■ Work item: Each line containing the word "subscriptions" must be copied from the material below.

■ Extracted data:
//! In-process broker.
//!
//! Every [`MemoryBroker`] handle attached to the same [`QueueTable`] sees the
//! same queues, the way several TCP clients of one relay server would.
//! Closing a handle only affects that handle.

use crate::broker::{Broker, BrokerConnector, DeliveryReceiver};
use crate::descriptor::RelayDescriptor;
use crate::error::{RelayError, Result};
use crate::message::BrokerMessage;
use crate::protocol::SubscriptionId;
use crate::queues::{DEFAULT_DELIVERY_WINDOW, Delivery, QueueTable, delivery_channel_capacity};
use async_trait::async_trait;
use dashmap::DashMap;
use std::sync::Arc;
use std::sync::atomic::{AtomicBool, Ordering};
use tokio::sync::mpsc;

/// One connection to an in-process queue table.
pub struct MemoryBroker {
    table: Arc<QueueTable>,
    client_name: String,
    open: AtomicBool,
    subscriptions: DashMap<SubscriptionId, String>,
    delivery_window: u32,
}

impl MemoryBroker {
    /// Attach a new connection to `table`.
    #[must_use]
    pub fn attach(table: Arc<QueueTable>, client_name: impl Into<String>) -> Self {
        Self {
            table,
            client_name: client_name.into(),
            open: AtomicBool::new(true),
            subscriptions: DashMap::new(),
            delivery_window: DEFAULT_DELIVERY_WINDOW,
        }
    }

    /// Use `window` unsettled deliveries per subscription.
    #[must_use]
    pub fn with_delivery_window(mut self, window: u32) -> Self {
        self.delivery_window = window;
        self
    }

    /// Create a broker with a private queue table.
    #[must_use]
    pub fn standalone(client_name: impl Into<String>) -> Self {
        Self::attach(Arc::new(QueueTable::default()), client_name)
    }

    /// Queue table behind this connection
    #[must_use]
    pub fn table(&self) -> &Arc<QueueTable> {
        &self.table
    }

    fn ensure_open(&self) -> Result<()> {
        if self.open.load(Ordering::Acquire) {
            Ok(())
        } else {
            Err(RelayError::transport("broker connection closed"))
        }
    }
}

#[async_trait]
impl Broker for MemoryBroker {
    fn is_open(&self) -> bool {
        self.open.load(Ordering::Acquire)
    }

    fn client_name(&self) -> &str {
        &self.client_name
    }

    async fn declare(&self, queue: &str) -> Result<()> {
        self.ensure_open()?;
        self.table.declare(queue);
        Ok(())
    }

    async fn subscribe(&self, queue: &str) -> Result<(SubscriptionId, DeliveryReceiver)> {
        self.ensure_open()?;
        let (tx, rx) = mpsc::channel::<Delivery>(delivery_channel_capacity(self.delivery_window));
        let id = self.table.subscribe(queue, self.delivery_window, tx);
        self.subscriptions.insert(id, queue.to_string());
        Ok((id, rx))
    }

    fn settle(&self, queue: &str, subscription: SubscriptionId, count: u32) {
        if self.is_open() {
            self.table.settle(queue, subscription, count);
        }
    }

    async fn unsubscribe(&self, queue: &str, subscription: SubscriptionId) -> Result<()> {
        self.ensure_open()?;
        self.subscriptions.remove(&subscription);
        self.table.unsubscribe(queue, subscription);
        Ok(())
    }

    async fn publish(&self, queue: &str, message: BrokerMessage) -> Result<()> {
        self.ensure_open()?;
        self.table.publish(queue, message).map_err(RelayError::from)
    }

    async fn delete_queue(&self, queue: &str) -> Result<()> {
        self.ensure_open()?;
        self.table.delete(queue).map_err(RelayError::from)
    }

    async fn close(&self) {
        if !self.open.swap(false, Ordering::AcqRel) {
            return;
        }
        let subscriptions: Vec<(SubscriptionId, String)> = self
            .subscriptions
            .iter()
            .map(|entry| (*entry.key(), entry.value().clone()))
            .collect();
        for (id, queue) in subscriptions {
            self.table.unsubscribe(&queue, id);
        }
        self.subscriptions.clear();
    }
}

/// Connector handing out [`MemoryBroker`] connections, one queue table per
/// relay descriptor.
#[derive(Default)]
pub struct MemoryConnector {
    tables: DashMap<RelayDescriptor, Arc<QueueTable>>,
}

impl MemoryConnector {
    /// Create an empty connector
    #[must_use]
    pub fn new() -> Self {
        Self::default()
    }

    /// Queue table standing in for `relay`, created on first use
    #[must_use]
    pub fn table(&self, relay: &RelayDescriptor) -> Arc<QueueTable> {
        self.tables
            .entry(relay.clone())
            .or_insert_with(|| Arc::new(QueueTable::default()))
            .clone()
    }
}

#[async_trait]
impl BrokerConnector for MemoryConnector {
    async fn connect(&self, relay: &RelayDescriptor, client_name: &str) -> Result<Arc<dyn Broker>> {
        relay.validate()?;
        Ok(Arc::new(MemoryBroker::attach(self.table(relay), client_name)))
    }
}

#[cfg(test)]
mod tests {
    use super::*;
    use crate::broker::{Consumer, Producer};
    use crate::error::ErrorKind;

    #[tokio::test]
    async fn test_publish_subscribe() {
        let broker: Arc<dyn Broker> = Arc::new(MemoryBroker::standalone("gw"));
        let producer = Producer::open(broker.clone(), "q").await.unwrap();
        let mut consumer = Consumer::open(broker.clone(), "q").await.unwrap();

        producer.send(BrokerMessage::Bytes(b"hi".to_vec())).await.unwrap();
        assert_eq!(consumer.recv().await, Some(BrokerMessage::Bytes(b"hi".to_vec())));
    }

    #[tokio::test]
    async fn test_shared_table_between_handles() {
        let connector = MemoryConnector::new();
        let relay = RelayDescriptor::new("relay", 1);
        let a = connector.connect(&relay, "a").await.unwrap();
        let b = connector.connect(&relay, "b").await.unwrap();

        let mut consumer = Consumer::open(b.clone(), "q").await.unwrap();
        a.publish("q", BrokerMessage::Bytes(vec![1])).await.unwrap();
        assert_eq!(consumer.recv().await, Some(BrokerMessage::Bytes(vec![1])));

        a.close().await;
        assert!(!a.is_open());
        assert!(b.is_open());
    }

    #[tokio::test]
    async fn test_closed_handle_rejects_publish() {
        let broker: Arc<dyn Broker> = Arc::new(MemoryBroker::standalone("gw"));
        let producer = Producer::open(broker.clone(), "q").await.unwrap();
        broker.close().await;

        let err = producer.send(BrokerMessage::Bytes(vec![])).await.unwrap_err();
        assert_eq!(err.kind(), ErrorKind::Transport);
    }

    #[tokio::test]
    async fn test_delete_ends_consumer() {
        let broker: Arc<dyn Broker> = Arc::new(MemoryBroker::standalone("gw"));
        let producer = Producer::open(broker.clone(), "q").await.unwrap();
        let mut consumer = Consumer::open(broker.clone(), "q").await.unwrap();

        producer.destroy().await.unwrap();
        assert_eq!(consumer.recv().await, None);
        assert!(producer.destroy().await.is_err());
    }

    #[tokio::test]
    async fn test_unsubscribe_idempotent() {
        let broker: Arc<dyn Broker> = Arc::new(MemoryBroker::standalone("gw"));
        let consumer = Consumer::open(broker.clone(), "q").await.unwrap();

        consumer.unsubscribe().await;
        consumer.unsubscribe().await;
        broker.close().await;
        consumer.unsubscribe().await;
        assert!(consumer.is_closed());
    }

    #[tokio::test]
    async fn test_unread_subscription_stays_bounded() {
        let table = Arc::new(QueueTable::new(4));
        let broker: Arc<dyn Broker> =
            Arc::new(MemoryBroker::attach(table.clone(), "gw").with_delivery_window(2));
        let producer = Producer::open(broker.clone(), "q").await.unwrap();
        let mut consumer = Consumer::open(broker.clone(), "q").await.unwrap();

        for i in 0..6u8 {
            producer.send(BrokerMessage::Bytes(vec![i])).await.unwrap();
        }
        let err = producer.send(BrokerMessage::Bytes(vec![6])).await.unwrap_err();
        assert!(err.is_queue_full());
        assert_eq!(err.kind(), ErrorKind::Transport);
        assert_eq!(table.backlog_len("q"), 4);

        for i in 0..6u8 {
            assert_eq!(consumer.recv().await, Some(BrokerMessage::Bytes(vec![i])));
        }
        assert_eq!(table.backlog_len("q"), 0);
        producer.send(BrokerMessage::Bytes(vec![7])).await.unwrap();
        assert_eq!(consumer.recv().await, Some(BrokerMessage::Bytes(vec![7])));
    }

    #[tokio::test]
    async fn test_connector_rejects_bad_descriptor() {
        let connector = MemoryConnector::new();
        let result = connector.connect(&RelayDescriptor::new("", 1), "gw").await;
        assert!(result.is_err());
    }
}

■ Result:
    subscriptions: DashMap<SubscriptionId, String>,
            subscriptions: DashMap::new(),
        self.subscriptions.insert(id, queue.to_string());
        self.subscriptions.remove(&subscription);
        let subscriptions: Vec<(SubscriptionId, String)> = self
            .subscriptions
        for (id, queue) in subscriptions {
        self.subscriptions.clear();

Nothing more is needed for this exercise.